• DESCRIPTION OF THE TASK: Using the data below, return every line that holds the word "WindowsRegistry".

Saved entries
_ _ _ _ _ _ _
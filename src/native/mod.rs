//! Native registry binding.
//!
//! The access layer never calls the operating system directly. It talks to an
//! implementation of [`NativeRegistry`], which mirrors the three advapi32
//! entry points the crate needs (`RegOpenKeyExA`, `RegQueryValueExA` and
//! `RegCloseKey`) and reports raw status codes exactly as the OS does.
//!
//! On Windows, [`SystemRegistry`] is backed by advapi32. Elsewhere it is a
//! binding that reports itself as not loaded, so every operation is refused by
//! the availability gate before any native call is made.

use std::ffi::CStr;
use std::fmt;

#[cfg(windows)]
mod advapi;
#[cfg(not(windows))]
mod unsupported;

#[cfg(windows)]
pub use self::advapi::WindowsRegistry;
#[cfg(not(windows))]
pub use self::unsupported::UnsupportedRegistry;

/// The binding used by [`Registry::system`](crate::Registry::system).
#[cfg(windows)]
pub type SystemRegistry = WindowsRegistry;

/// The binding used by [`Registry::system`](crate::Registry::system).
#[cfg(not(windows))]
pub type SystemRegistry = UnsupportedRegistry;

/// The operation completed successfully.
pub const ERROR_SUCCESS: u32 = 0;
/// The key or value does not exist.
pub const ERROR_FILE_NOT_FOUND: u32 = 2;
/// The handle is not a valid open key.
pub const ERROR_INVALID_HANDLE: u32 = 6;
/// The function is not supported on this platform.
pub const ERROR_CALL_NOT_IMPLEMENTED: u32 = 120;
/// The supplied buffer is too small for the value data.
pub const ERROR_MORE_DATA: u32 = 234;

/// Access mask for reading a key.
pub const KEY_READ: u32 = 0x0002_0019;
/// Access mask for writing a key.
pub const KEY_WRITE: u32 = 0x0002_0006;
/// Access the 64-bit registry view regardless of process bitness.
pub const KEY_WOW64_64KEY: u32 = 0x0100;
/// Access the 32-bit registry view regardless of process bitness.
pub const KEY_WOW64_32KEY: u32 = 0x0200;

/// Open option: open the symbolic link key itself rather than its target.
pub const REG_OPTION_OPEN_LINK: u32 = 0x0008;

/// Raw native key handle.
///
/// Predefined root handles use the reserved values `0x8000_0000 + n`,
/// sign-extended to pointer width as Windows does.
#[derive(Clone, Copy, PartialEq, Eq, Hash)]
pub struct RawHandle(pub isize);

impl RawHandle {
    /// The cleared handle of a closed key.
    pub const NULL: RawHandle = RawHandle(0);

    /// Returns true if this is the cleared handle.
    pub fn is_null(&self) -> bool {
        self.0 == 0
    }
}

impl fmt::Debug for RawHandle {
    fn fmt(&self, f: &mut fmt::Formatter<'_>) -> fmt::Result {
        write!(f, "RawHandle({:#x})", self.0 as usize)
    }
}

/// Result of a native open call.
#[derive(Debug, Clone, Copy, PartialEq, Eq)]
pub struct OpenReply {
    /// Native status code.
    pub status: u32,
    /// Handle of the opened key, null unless `status` is `ERROR_SUCCESS`.
    pub handle: RawHandle,
}

/// Result of a native value query.
#[derive(Debug, Clone, Copy, PartialEq, Eq)]
pub struct QueryReply {
    /// Native status code.
    pub status: u32,
    /// Raw value type tag.
    pub value_type: u32,
    /// Data length in bytes: required length on a probe or `ERROR_MORE_DATA`,
    /// copied length on a successful fetch.
    pub length: u32,
}

/// The native calls the access layer is built on.
///
/// Implementations must behave like advapi32: a query with no data buffer
/// reports the type and required length; a query with a buffer that is too
/// small fails with [`ERROR_MORE_DATA`] and reports the required length.
pub trait NativeRegistry {
    /// Returns true if the binding loaded and may be called.
    fn is_loaded(&self) -> bool;

    /// Opens `sub_path` relative to `parent`.
    fn open_key(&self, parent: RawHandle, sub_path: &CStr, options: u32, access: u32) -> OpenReply;

    /// Queries value `name` of the key, copying data into `data` when given.
    fn query_value(&self, handle: RawHandle, name: &CStr, data: Option<&mut [u8]>) -> QueryReply;

    /// Closes an open key handle.
    fn close_key(&self, handle: RawHandle) -> u32;

    /// Returns the code page narrow strings are converted to, if known.
    fn ansi_code_page(&self) -> Option<u32> {
        None
    }
}

impl<T: NativeRegistry + ?Sized> NativeRegistry for &T {
    fn is_loaded(&self) -> bool {
        (**self).is_loaded()
    }

    fn open_key(&self, parent: RawHandle, sub_path: &CStr, options: u32, access: u32) -> OpenReply {
        (**self).open_key(parent, sub_path, options, access)
    }

    fn query_value(&self, handle: RawHandle, name: &CStr, data: Option<&mut [u8]>) -> QueryReply {
        (**self).query_value(handle, name, data)
    }

    fn close_key(&self, handle: RawHandle) -> u32 {
        (**self).close_key(handle)
    }

    fn ansi_code_page(&self) -> Option<u32> {
        (**self).ansi_code_page()
    }
}
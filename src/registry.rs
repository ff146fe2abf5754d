//! The access layer context.
//!
//! [`Registry`] ties a native binding to the availability gate and the
//! configured [`RegistryOptions`]. Every operation checks the gate first and
//! fails with `RegistryError::Unavailable` before touching the binding when
//! the binding did not load.

use crate::decode::{decode_i32, decode_string};
use crate::error::{ErrorKind, RegistryError, Result};
use crate::key::{Key, RootKey};
use crate::native::{NativeRegistry, RawHandle, SystemRegistry, ERROR_SUCCESS, KEY_READ, KEY_WRITE};
use crate::negotiate::{query_raw, RawValue};
use crate::options::{RegistryOptions, RegistryView};
use crate::types::ValueCategory;
use encoding_rs::Encoding;
use std::ffi::CString;
use tracing::{debug, info, instrument};

/// Name of the unnamed (default) value.
pub const UNNAMED_VALUE: &str = "";

/// Typed, read-only access to the registry through a native binding.
///
/// # Examples
///
/// ```no_run
/// use reg_access::Registry;
///
/// # fn main() -> reg_access::Result<()> {
/// let registry = Registry::system();
/// if registry.is_available() {
///     let key = registry.local_machine()
///         .open_sub_key("SOFTWARE/Microsoft/Windows NT/CurrentVersion")?;
///     let product = key.query_string_value_or("ProductName", "unknown")?;
///     println!("{:?}", product);
/// }
/// # Ok(())
/// # }
/// ```
pub struct Registry<N: NativeRegistry = SystemRegistry> {
    native: N,
    available: bool,
    options: RegistryOptions,
    encoding: &'static Encoding,
}

impl Registry<SystemRegistry> {
    /// Creates a registry over the platform binding with default options.
    ///
    /// On platforms without a registry the result reports itself unavailable.
    pub fn system() -> Self {
        Self::new(SystemRegistry::new())
    }
}

impl<N: NativeRegistry> Registry<N> {
    /// Creates a registry over `native` with default options.
    ///
    /// Availability is taken from [`NativeRegistry::is_loaded`]. Narrow strings
    /// are decoded in the binding's ANSI code page when it reports one.
    pub fn new(native: N) -> Self {
        let available = native.is_loaded();
        let options = RegistryOptions::for_code_page(native.ansi_code_page());
        let encoding = options.resolve_encoding().unwrap_or(encoding_rs::WINDOWS_1252);
        info!(available, encoding = encoding.name(), "Registry access layer initialized");
        Self {
            native,
            available,
            options,
            encoding,
        }
    }

    /// Starts building a registry over `native`.
    pub fn builder(native: N) -> RegistryBuilder<N> {
        RegistryBuilder::new(native)
    }

    /// Returns true if the native binding is usable.
    pub fn is_available(&self) -> bool {
        self.available
    }

    /// Returns the options in effect.
    pub fn options(&self) -> &RegistryOptions {
        &self.options
    }

    /// Returns the underlying native binding.
    pub fn native(&self) -> &N {
        &self.native
    }

    /// Returns a predefined root key.
    pub fn root(&self, root: RootKey) -> Key<'_, N> {
        Key::predefined(self, root)
    }

    /// Returns the `HKEY_CURRENT_USER` root.
    pub fn current_user(&self) -> Key<'_, N> {
        self.root(RootKey::CurrentUser)
    }

    /// Returns the `HKEY_LOCAL_MACHINE` root.
    pub fn local_machine(&self) -> Key<'_, N> {
        self.root(RootKey::LocalMachine)
    }

    fn check_available(&self) -> Result<()> {
        if self.available {
            Ok(())
        } else {
            Err(RegistryError::Unavailable)
        }
    }

    fn live_handle(key: &Key<'_, N>) -> Result<RawHandle> {
        if key.is_open() {
            Ok(key.handle())
        } else {
            Err(RegistryError::invalid_argument("key handle is closed"))
        }
    }

    /// Opens `sub_path` under `parent`.
    ///
    /// Forward slashes in `sub_path` are accepted as separators.
    ///
    /// # Errors
    ///
    /// - `Unavailable` if the registry is not available.
    /// - `InvalidArgument` if `parent` is closed or `sub_path` contains a NUL byte.
    /// - `NotFound` if the key does not exist.
    /// - `Native` for any other native failure.
    #[instrument(skip(self, parent), fields(parent = %parent))]
    pub fn open_key(&self, parent: &Key<'_, N>, sub_path: &str, for_writing: bool) -> Result<Key<'_, N>> {
        self.check_available()?;
        let parent_handle = Self::live_handle(parent)
            .map_err(|_| RegistryError::invalid_argument("root key is closed"))?;

        let path = to_windows_path(sub_path);
        let c_path = CString::new(path.as_str()).map_err(|_| {
            RegistryError::invalid_argument(format!("sub key path {:?} contains a NUL byte", sub_path))
        })?;

        let access = (if for_writing { KEY_WRITE } else { KEY_READ }) | self.options.view.access_flag();
        let reply = self
            .native
            .open_key(parent_handle, &c_path, self.options.open_options(), access);

        if reply.status != ERROR_SUCCESS {
            return Err(RegistryError::from_status(
                reply.status,
                format!(
                    "Could not open registry key '{}' for {}",
                    sub_path,
                    if for_writing { "writing" } else { "reading" }
                ),
            ));
        }

        debug!(handle = ?reply.handle, "Opened registry key");
        Ok(Key::owned(self, reply.handle))
    }

    /// Opens `sub_path` under a predefined root.
    pub fn open_root_key(&self, root: RootKey, sub_path: &str, for_writing: bool) -> Result<Key<'_, N>> {
        self.open_key(&self.root(root), sub_path, for_writing)
    }

    /// Opens `sub_path` for reading, runs `f` on it and closes it.
    ///
    /// The key is closed on every path. An error from `f` takes precedence
    /// over an error from closing.
    pub fn with_key<T, F>(&self, parent: &Key<'_, N>, sub_path: &str, f: F) -> Result<T>
    where
        F: FnOnce(&Key<'_, N>) -> Result<T>,
    {
        let mut key = self.open_key(parent, sub_path, false)?;
        let result = f(&key);
        let closed = self.close_key(&mut key);
        let value = result?;
        closed?;
        Ok(value)
    }

    /// Closes `key`.
    ///
    /// No-op for a closed key or a predefined root. Otherwise the handle is
    /// cleared whether or not the native close succeeds.
    #[instrument(skip(self, key), fields(key = %key))]
    pub fn close_key(&self, key: &mut Key<'_, N>) -> Result<()> {
        self.check_available()?;
        if !key.is_open() || key.is_predefined() {
            return Ok(());
        }

        let status = self.native.close_key(key.handle());
        key.clear();

        if status != ERROR_SUCCESS {
            return Err(RegistryError::Native {
                code: status,
                context: "Could not close key".to_string(),
            });
        }
        debug!("Closed registry key");
        Ok(())
    }

    fn query(&self, key: &Key<'_, N>, name: &str, category: ValueCategory) -> Result<RawValue> {
        self.check_available()?;
        let handle = Self::live_handle(key)?;
        query_raw(&self.native, handle, name, category)
    }

    /// Queries a value of any type without decoding it.
    #[instrument(skip(self, key), fields(key = %key))]
    pub fn query_raw_value(&self, key: &Key<'_, N>, name: &str) -> Result<RawValue> {
        self.query(key, name, ValueCategory::Any)
    }

    /// Queries a textual (`REG_SZ` / `REG_EXPAND_SZ`) value.
    ///
    /// Returns `None` if the value holds no data at all.
    ///
    /// # Errors
    ///
    /// - `Unavailable`, `InvalidArgument` as for [`Registry::open_key`].
    /// - `NotFound` if the value does not exist.
    /// - `TypeMismatch` if the value is not textual.
    #[instrument(skip(self, key), fields(key = %key))]
    pub fn query_string_value(&self, key: &Key<'_, N>, name: &str) -> Result<Option<String>> {
        let raw = self.query(key, name, ValueCategory::Textual)?;
        Ok(decode_string(&raw.data, self.encoding))
    }

    /// Queries a textual value, returning `fallback` if it does not exist.
    ///
    /// Only `NotFound` is replaced by the fallback; every other error is returned.
    pub fn query_string_value_or(&self, key: &Key<'_, N>, name: &str, fallback: &str) -> Result<Option<String>> {
        or_fallback(self.query_string_value(key, name), || Some(fallback.to_string()))
    }

    /// Queries the unnamed (default) value of `key`.
    pub fn query_unnamed_value(&self, key: &Key<'_, N>) -> Result<Option<String>> {
        self.query_string_value(key, UNNAMED_VALUE)
    }

    /// Queries the unnamed value, returning `fallback` if it does not exist.
    pub fn query_unnamed_value_or(&self, key: &Key<'_, N>, fallback: &str) -> Result<Option<String>> {
        self.query_string_value_or(key, UNNAMED_VALUE, fallback)
    }

    /// Queries a numeric (`REG_DWORD` / `REG_DWORD_BIG_ENDIAN`) value.
    ///
    /// The byte order follows the type the value is stored with.
    #[instrument(skip(self, key), fields(key = %key))]
    pub fn query_int_value(&self, key: &Key<'_, N>, name: &str) -> Result<i32> {
        let raw = self.query(key, name, ValueCategory::Numeric)?;
        decode_i32(name, raw.value_type, &raw.data)
    }

    /// Queries a numeric value, returning `fallback` if it does not exist.
    pub fn query_int_value_or(&self, key: &Key<'_, N>, name: &str, fallback: i32) -> Result<i32> {
        or_fallback(self.query_int_value(key, name), || fallback)
    }
}

/// Replaces a `NotFound` error with a fallback value.
fn or_fallback<T>(result: Result<T>, fallback: impl FnOnce() -> T) -> Result<T> {
    match result {
        Err(err) if err.kind() == ErrorKind::NotFound => Ok(fallback()),
        other => other,
    }
}

/// Converts forward slashes to the backslashes the registry uses.
pub fn to_windows_path(path: &str) -> String {
    path.replace('/', "\\")
}

/// Builder for [`Registry`].
///
/// ```rust
/// use reg_access::{MemoryRegistry, Registry, RegistryView};
///
/// let registry = Registry::builder(MemoryRegistry::unloaded())
///     .view(RegistryView::Native)
///     .force_available(true)
///     .build()
///     .unwrap();
/// assert!(registry.is_available());
/// ```
pub struct RegistryBuilder<N: NativeRegistry> {
    native: N,
    options: RegistryOptions,
    force_available: bool,
}

impl<N: NativeRegistry> RegistryBuilder<N> {
    fn new(native: N) -> Self {
        let options = RegistryOptions::for_code_page(native.ansi_code_page());
        Self {
            native,
            options,
            force_available: false,
        }
    }

    /// Replaces all options.
    pub fn options(mut self, options: RegistryOptions) -> Self {
        self.options = options;
        self
    }

    /// Selects the registry view keys are opened in.
    pub fn view(mut self, view: RegistryView) -> Self {
        self.options.view = view;
        self
    }

    /// Selects whether symbolic link keys are opened themselves.
    pub fn open_link(mut self, open_link: bool) -> Self {
        self.options.open_link = open_link;
        self
    }

    /// Sets the encoding label for narrow string values.
    pub fn encoding(mut self, label: impl Into<String>) -> Self {
        self.options.encoding = label.into();
        self
    }

    /// Treats the registry as available even if the binding did not load.
    ///
    /// Intended for tests that exercise the interface without a live registry.
    pub fn force_available(mut self, force: bool) -> Self {
        self.force_available = force;
        self
    }

    /// Builds the registry.
    ///
    /// # Errors
    ///
    /// Returns `RegistryError::UnknownEncoding` if the encoding label is not
    /// recognized or is not ASCII compatible.
    pub fn build(self) -> Result<Registry<N>> {
        let encoding = self.options.resolve_encoding()?;
        let available = self.force_available || self.native.is_loaded();
        info!(
            available,
            forced = self.force_available,
            view = ?self.options.view,
            encoding = encoding.name(),
            "Registry access layer initialized"
        );
        Ok(Registry {
            native: self.native,
            available,
            options: self.options,
            encoding,
        })
    }
}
_ _ _ _ _ _ _
• OUTPUT BELOW:
pub use self::advapi::WindowsRegistry;
pub type SystemRegistry = WindowsRegistry;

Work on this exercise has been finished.